### Instructions for the task
Reproduce, exactly and in full, only the lines below from the one containing "use crate::graph::Graph;" through the one containing "a single-source search.".

### Available records

###

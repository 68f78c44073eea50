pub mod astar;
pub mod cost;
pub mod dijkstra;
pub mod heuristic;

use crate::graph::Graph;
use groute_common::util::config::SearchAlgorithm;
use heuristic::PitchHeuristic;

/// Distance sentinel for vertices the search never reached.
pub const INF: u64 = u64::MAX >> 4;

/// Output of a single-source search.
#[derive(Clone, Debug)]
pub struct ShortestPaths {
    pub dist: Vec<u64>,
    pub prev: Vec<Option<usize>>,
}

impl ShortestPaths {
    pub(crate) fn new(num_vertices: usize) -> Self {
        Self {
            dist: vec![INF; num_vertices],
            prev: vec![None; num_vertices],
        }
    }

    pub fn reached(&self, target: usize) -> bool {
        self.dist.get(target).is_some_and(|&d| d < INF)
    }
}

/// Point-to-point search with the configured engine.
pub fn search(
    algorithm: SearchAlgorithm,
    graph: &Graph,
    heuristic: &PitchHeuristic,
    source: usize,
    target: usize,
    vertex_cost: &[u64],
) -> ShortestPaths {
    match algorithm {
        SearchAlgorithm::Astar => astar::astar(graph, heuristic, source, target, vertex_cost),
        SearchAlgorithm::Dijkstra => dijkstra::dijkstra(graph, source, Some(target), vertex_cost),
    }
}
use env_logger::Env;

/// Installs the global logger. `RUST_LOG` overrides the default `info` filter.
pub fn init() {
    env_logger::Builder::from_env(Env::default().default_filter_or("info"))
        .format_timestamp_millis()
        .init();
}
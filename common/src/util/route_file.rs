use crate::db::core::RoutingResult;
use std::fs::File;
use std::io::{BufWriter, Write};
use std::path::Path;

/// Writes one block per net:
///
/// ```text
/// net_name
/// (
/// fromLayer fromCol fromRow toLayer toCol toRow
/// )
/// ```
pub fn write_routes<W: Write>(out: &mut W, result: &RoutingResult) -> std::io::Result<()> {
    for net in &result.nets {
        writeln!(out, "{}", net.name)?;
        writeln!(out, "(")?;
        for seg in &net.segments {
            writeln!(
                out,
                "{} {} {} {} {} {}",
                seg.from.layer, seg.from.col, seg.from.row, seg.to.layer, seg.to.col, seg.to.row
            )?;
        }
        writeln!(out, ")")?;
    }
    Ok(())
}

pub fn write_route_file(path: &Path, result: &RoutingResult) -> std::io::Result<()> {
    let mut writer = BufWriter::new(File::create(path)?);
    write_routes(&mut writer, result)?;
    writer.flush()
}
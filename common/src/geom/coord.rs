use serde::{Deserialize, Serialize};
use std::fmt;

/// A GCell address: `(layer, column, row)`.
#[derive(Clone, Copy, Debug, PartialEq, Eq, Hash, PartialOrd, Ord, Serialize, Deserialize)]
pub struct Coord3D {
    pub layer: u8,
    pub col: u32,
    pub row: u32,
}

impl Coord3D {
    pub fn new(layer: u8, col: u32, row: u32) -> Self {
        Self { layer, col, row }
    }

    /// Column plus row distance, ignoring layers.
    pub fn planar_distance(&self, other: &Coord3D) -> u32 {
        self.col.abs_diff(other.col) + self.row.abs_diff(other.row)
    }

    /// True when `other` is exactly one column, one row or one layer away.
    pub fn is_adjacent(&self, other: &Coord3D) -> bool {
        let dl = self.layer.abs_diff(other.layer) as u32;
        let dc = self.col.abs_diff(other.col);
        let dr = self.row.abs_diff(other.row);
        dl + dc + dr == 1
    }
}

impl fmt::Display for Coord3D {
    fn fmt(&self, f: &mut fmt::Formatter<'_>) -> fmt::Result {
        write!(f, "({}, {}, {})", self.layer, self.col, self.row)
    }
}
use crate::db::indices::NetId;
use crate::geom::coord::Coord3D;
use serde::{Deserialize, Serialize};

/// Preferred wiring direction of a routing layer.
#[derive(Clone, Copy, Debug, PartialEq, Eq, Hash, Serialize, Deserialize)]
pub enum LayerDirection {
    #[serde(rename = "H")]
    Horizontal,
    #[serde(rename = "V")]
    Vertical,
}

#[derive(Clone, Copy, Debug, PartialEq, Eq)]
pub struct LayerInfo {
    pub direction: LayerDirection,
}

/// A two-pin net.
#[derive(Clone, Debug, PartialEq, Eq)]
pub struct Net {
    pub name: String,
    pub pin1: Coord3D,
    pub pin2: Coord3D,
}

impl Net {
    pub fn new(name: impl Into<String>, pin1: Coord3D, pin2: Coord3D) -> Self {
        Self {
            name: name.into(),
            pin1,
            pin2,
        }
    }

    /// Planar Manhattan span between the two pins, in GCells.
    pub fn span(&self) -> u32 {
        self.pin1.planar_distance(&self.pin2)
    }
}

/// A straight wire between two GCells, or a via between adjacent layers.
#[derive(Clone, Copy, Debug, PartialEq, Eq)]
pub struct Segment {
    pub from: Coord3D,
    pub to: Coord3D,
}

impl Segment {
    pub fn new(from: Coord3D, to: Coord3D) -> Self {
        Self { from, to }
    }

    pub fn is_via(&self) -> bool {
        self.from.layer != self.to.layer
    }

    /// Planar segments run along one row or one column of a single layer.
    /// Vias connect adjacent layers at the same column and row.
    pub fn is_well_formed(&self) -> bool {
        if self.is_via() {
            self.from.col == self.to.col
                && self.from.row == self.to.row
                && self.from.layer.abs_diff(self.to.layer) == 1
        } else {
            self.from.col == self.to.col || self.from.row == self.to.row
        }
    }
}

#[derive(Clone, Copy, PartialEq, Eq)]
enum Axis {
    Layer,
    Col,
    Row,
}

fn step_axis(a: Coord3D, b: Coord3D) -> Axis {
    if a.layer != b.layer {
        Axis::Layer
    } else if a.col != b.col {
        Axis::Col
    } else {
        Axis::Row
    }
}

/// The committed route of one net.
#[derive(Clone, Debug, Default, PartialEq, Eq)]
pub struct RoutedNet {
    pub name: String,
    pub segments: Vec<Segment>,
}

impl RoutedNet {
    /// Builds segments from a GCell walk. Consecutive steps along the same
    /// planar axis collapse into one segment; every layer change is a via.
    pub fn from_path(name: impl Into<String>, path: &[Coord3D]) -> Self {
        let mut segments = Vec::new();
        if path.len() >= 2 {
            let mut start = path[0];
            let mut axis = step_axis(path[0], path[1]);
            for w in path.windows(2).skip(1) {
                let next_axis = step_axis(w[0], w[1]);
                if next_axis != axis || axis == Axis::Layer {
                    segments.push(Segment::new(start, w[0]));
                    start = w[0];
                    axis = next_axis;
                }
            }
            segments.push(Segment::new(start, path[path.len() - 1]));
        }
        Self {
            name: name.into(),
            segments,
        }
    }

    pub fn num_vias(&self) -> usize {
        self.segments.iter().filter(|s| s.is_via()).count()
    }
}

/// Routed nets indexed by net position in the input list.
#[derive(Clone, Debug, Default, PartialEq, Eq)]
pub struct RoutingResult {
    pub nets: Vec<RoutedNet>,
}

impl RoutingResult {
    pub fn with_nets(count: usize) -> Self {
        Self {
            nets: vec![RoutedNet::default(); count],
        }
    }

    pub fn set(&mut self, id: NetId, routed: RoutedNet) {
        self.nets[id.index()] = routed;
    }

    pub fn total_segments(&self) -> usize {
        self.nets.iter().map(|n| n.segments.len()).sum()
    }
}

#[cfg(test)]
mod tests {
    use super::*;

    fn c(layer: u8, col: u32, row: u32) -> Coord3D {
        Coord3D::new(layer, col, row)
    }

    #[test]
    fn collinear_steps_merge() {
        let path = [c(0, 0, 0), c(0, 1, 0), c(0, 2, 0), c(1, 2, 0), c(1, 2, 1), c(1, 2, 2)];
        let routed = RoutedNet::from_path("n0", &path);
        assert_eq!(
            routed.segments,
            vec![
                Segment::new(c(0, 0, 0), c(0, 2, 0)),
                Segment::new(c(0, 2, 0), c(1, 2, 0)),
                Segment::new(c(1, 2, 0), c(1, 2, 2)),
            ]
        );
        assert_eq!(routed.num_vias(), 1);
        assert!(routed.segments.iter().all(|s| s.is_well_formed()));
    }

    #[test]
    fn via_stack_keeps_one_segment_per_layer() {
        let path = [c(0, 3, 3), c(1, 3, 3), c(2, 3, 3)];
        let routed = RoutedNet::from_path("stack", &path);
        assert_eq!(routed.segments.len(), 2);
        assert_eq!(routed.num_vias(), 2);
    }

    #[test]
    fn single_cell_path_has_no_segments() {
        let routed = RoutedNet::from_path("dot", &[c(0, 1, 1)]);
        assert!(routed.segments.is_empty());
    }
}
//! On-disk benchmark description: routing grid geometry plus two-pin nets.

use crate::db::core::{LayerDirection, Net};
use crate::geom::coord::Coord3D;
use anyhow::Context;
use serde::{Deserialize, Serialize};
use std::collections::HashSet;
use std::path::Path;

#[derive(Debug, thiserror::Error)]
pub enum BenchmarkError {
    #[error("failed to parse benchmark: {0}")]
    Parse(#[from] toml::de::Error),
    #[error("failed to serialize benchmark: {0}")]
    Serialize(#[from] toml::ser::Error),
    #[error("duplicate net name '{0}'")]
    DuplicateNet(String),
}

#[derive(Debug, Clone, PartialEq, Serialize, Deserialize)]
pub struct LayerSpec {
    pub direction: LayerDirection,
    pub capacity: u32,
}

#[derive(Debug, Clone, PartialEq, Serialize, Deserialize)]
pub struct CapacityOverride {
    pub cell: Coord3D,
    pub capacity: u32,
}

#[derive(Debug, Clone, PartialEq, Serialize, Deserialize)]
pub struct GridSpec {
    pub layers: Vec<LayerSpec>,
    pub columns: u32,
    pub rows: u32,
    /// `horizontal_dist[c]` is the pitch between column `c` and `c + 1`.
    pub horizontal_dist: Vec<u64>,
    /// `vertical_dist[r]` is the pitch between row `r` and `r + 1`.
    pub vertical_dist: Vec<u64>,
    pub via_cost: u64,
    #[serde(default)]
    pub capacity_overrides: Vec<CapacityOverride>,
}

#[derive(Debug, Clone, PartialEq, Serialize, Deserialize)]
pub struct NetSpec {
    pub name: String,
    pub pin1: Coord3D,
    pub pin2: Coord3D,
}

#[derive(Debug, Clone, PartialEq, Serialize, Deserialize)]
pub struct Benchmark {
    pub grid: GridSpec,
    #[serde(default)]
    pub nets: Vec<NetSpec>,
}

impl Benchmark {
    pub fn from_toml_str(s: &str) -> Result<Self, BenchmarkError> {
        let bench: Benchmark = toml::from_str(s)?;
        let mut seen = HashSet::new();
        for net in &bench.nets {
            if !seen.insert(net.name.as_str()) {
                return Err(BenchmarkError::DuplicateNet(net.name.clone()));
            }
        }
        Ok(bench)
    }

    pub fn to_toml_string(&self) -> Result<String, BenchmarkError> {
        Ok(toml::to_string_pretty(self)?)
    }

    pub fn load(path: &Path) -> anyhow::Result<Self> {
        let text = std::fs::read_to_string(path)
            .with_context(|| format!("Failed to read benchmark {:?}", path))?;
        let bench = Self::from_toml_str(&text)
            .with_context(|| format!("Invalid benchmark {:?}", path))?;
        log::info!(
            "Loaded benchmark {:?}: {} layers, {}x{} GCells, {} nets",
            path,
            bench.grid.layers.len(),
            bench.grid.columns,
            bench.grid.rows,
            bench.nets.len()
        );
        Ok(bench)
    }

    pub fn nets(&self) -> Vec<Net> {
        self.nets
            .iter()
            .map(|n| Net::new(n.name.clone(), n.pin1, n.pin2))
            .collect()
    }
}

###

### Response
use crate::graph::Graph;
use groute_common::util::config::SearchAlgorithm;
use heuristic::PitchHeuristic;

/// Distance sentinel for vertices the search never reached.
pub const INF: u64 = u64::MAX >> 4;

/// Output of a single-source search.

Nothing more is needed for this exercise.